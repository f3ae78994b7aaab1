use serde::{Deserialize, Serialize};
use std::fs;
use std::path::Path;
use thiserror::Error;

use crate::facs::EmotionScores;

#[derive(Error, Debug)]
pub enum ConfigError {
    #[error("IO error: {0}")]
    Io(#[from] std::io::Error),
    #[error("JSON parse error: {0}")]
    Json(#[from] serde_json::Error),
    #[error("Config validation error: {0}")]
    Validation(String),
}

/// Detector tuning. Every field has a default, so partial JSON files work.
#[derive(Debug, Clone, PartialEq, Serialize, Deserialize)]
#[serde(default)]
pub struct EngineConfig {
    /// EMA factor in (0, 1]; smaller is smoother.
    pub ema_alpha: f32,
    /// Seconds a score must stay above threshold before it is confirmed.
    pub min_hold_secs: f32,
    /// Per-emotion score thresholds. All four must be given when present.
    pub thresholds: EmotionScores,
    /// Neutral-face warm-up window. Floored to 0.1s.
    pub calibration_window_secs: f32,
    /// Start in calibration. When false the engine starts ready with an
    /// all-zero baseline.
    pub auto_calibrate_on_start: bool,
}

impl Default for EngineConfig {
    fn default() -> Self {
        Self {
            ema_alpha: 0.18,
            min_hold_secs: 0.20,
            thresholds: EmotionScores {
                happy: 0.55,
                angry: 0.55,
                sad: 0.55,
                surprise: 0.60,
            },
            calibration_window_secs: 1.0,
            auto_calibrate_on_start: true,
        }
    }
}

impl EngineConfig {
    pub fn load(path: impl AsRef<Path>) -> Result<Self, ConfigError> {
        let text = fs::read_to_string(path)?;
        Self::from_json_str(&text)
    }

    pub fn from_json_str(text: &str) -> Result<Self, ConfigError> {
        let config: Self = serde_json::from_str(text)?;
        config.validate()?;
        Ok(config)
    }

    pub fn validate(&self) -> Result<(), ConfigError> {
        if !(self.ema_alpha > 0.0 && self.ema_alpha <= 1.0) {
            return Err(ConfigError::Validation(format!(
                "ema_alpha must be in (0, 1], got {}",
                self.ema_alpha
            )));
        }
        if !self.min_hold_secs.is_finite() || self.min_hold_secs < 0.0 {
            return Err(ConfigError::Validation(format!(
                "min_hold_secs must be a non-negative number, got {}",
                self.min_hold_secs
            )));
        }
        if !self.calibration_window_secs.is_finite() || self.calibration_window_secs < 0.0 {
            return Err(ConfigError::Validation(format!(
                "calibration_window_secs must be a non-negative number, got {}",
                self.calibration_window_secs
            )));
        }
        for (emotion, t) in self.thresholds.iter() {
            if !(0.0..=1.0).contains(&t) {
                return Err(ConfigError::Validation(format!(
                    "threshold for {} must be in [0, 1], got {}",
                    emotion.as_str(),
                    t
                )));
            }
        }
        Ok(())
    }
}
+ + + +
» **PROBLEM TO WORK ON**: Pull out every line of the records above that contains the word "validate".

» **ANSWER FOR THIS EXERCISE**:
        config.validate()?;
    pub fn validate(&self) -> Result<(), ConfigError> {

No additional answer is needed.